Task instructions -
Go over the material below and report every line that contains the word "TitleKey".

_ _ _ _ _

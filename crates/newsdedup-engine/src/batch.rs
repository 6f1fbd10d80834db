//! JSON batch reading and writing for callers that hand articles over as files.

use std::io::{Read, Write};

use newsdedup_core::Article;
use serde::Deserialize;

use crate::error::BatchError;

/// Accepted batch shapes: a bare array, or the news API envelope with the
/// articles under `data`.
#[derive(Deserialize)]
#[serde(untagged)]
enum BatchEnvelope {
    Bare(Vec<Article>),
    Wrapped { data: Vec<Article> },
}

/// Decode a batch of articles from JSON.
///
/// # Errors
///
/// Returns [`BatchError`] if the reader fails or the document is neither an
/// article array nor an object with a `data` article array.
pub fn read_batch<R: Read>(reader: R) -> Result<Vec<Article>, BatchError> {
    let envelope: BatchEnvelope = serde_json::from_reader(reader)?;
    let articles = match envelope {
        BatchEnvelope::Bare(articles) | BatchEnvelope::Wrapped { data: articles } => articles,
    };
    tracing::debug!(count = articles.len(), "read article batch");
    Ok(articles)
}

/// Encode a batch of articles as a JSON array followed by a newline.
///
/// # Errors
///
/// Returns [`BatchError`] if serialization or the write fails.
pub fn write_batch<W: Write>(
    mut writer: W,
    articles: &[Article],
    pretty: bool,
) -> Result<(), BatchError> {
    if pretty {
        serde_json::to_writer_pretty(&mut writer, articles)?;
    } else {
        serde_json::to_writer(&mut writer, articles)?;
    }
    writer.write_all(b"\n")?;
    writer.flush()?;
    Ok(())
}
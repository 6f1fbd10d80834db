mod dedupe;

use clap::{Parser, Subcommand};
use tracing_subscriber::EnvFilter;

use crate::dedupe::DedupeArgs;

#[derive(Debug, Parser)]
#[command(name = "newsdedup")]
#[command(about = "Collapse duplicate news articles in a JSON batch")]
struct Cli {
    #[command(subcommand)]
    command: Option<Commands>,
}

#[derive(Debug, Subcommand)]
enum Commands {
    /// Deduplicate a batch of articles
    Dedupe(DedupeArgs),
    /// Print the canonical dedup key for a URL
    Canonicalize {
        /// Raw source link
        url: String,
    },
    /// Print the normalized title key for a headline
    TitleKey {
        /// Headline as published
        title: String,

        /// Feed display name whose trailing byline should be stripped
        #[arg(long)]
        source: Option<String>,
    },
}

fn main() -> anyhow::Result<()> {
    let cli = Cli::parse();

    let config = newsdedup_core::load_app_config()?;
    let env_filter = EnvFilter::try_from_default_env()
        .or_else(|_| EnvFilter::try_new(config.log_level.clone()))?;
    tracing_subscriber::fmt()
        .with_env_filter(env_filter)
        .with_writer(std::io::stderr)
        .init();

    match cli.command {
        Some(Commands::Dedupe(args)) => dedupe::run_dedupe(&config, &args)?,
        Some(Commands::Canonicalize { url }) => {
            let key = newsdedup_engine::canonicalize_url(Some(&url));
            println!("{}", serde_json::to_string(&key)?);
        }
        Some(Commands::TitleKey { title, source }) => {
            println!(
                "{}",
                newsdedup_engine::normalize_title(&title, source.as_deref())
            );
        }
        None => println!("newsdedup: run `newsdedup --help` for usage"),
    }

    Ok(())
}

#[cfg(test)]
mod tests;
use crate::options::DedupeOptions;

#[derive(Debug, Clone)]
pub struct AppConfig {
    pub log_level: String,
    pub title_window_hours: f64,
}

impl AppConfig {
    #[must_use]
    pub fn dedupe_options(&self) -> DedupeOptions {
        DedupeOptions::with_title_window_hours(self.title_window_hours)
    }
}
use thiserror::Error;

#[derive(Debug, Error)]
pub enum BatchError {
    #[error("I/O error: {0}")]
    Io(#[from] std::io::Error),

    #[error("JSON error: {0}")]
    Json(#[from] serde_json::Error),
}
//! The "better of two" rule used to resolve every duplicate pair.

use newsdedup_core::Article;

use crate::canonical::canonicalize_url;

/// Precomputed ranking inputs for one article.
#[derive(Debug, Clone)]
pub(crate) struct MergeKey {
    pub(crate) published_ms: i64,
    pub(crate) completeness: u8,
    pub(crate) canonical_url: Option<String>,
}

impl MergeKey {
    pub(crate) fn of(article: &Article) -> Self {
        Self {
            published_ms: article.published_millis(),
            completeness: article.completeness(),
            canonical_url: canonicalize_url(article.link()),
        }
    }
}

/// Whether `b` should replace `a`.
///
/// Later publication wins, then higher completeness, then the shorter
/// canonical URL when both have one and they differ. Anything else keeps `a`.
pub(crate) fn prefers_second(a: &MergeKey, b: &MergeKey) -> bool {
    if a.published_ms != b.published_ms {
        return b.published_ms > a.published_ms;
    }
    if a.completeness != b.completeness {
        return b.completeness > a.completeness;
    }
    match (&a.canonical_url, &b.canonical_url) {
        (Some(a_url), Some(b_url)) if a_url != b_url => b_url.len() < a_url.len(),
        _ => false,
    }
}

/// Pick the record to keep out of two duplicates.
///
/// Returns one of the two inputs unchanged; on a full tie the first argument
/// is kept so the earlier record in a batch survives.
#[must_use]
pub fn choose_better<'a>(a: &'a Article, b: &'a Article) -> &'a Article {
    if prefers_second(&MergeKey::of(a), &MergeKey::of(b)) {
        b
    } else {
        a
    }
}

_ _ _ _ _

Solution for this problem -
    TitleKey {
        Some(Commands::TitleKey { title, source }) => {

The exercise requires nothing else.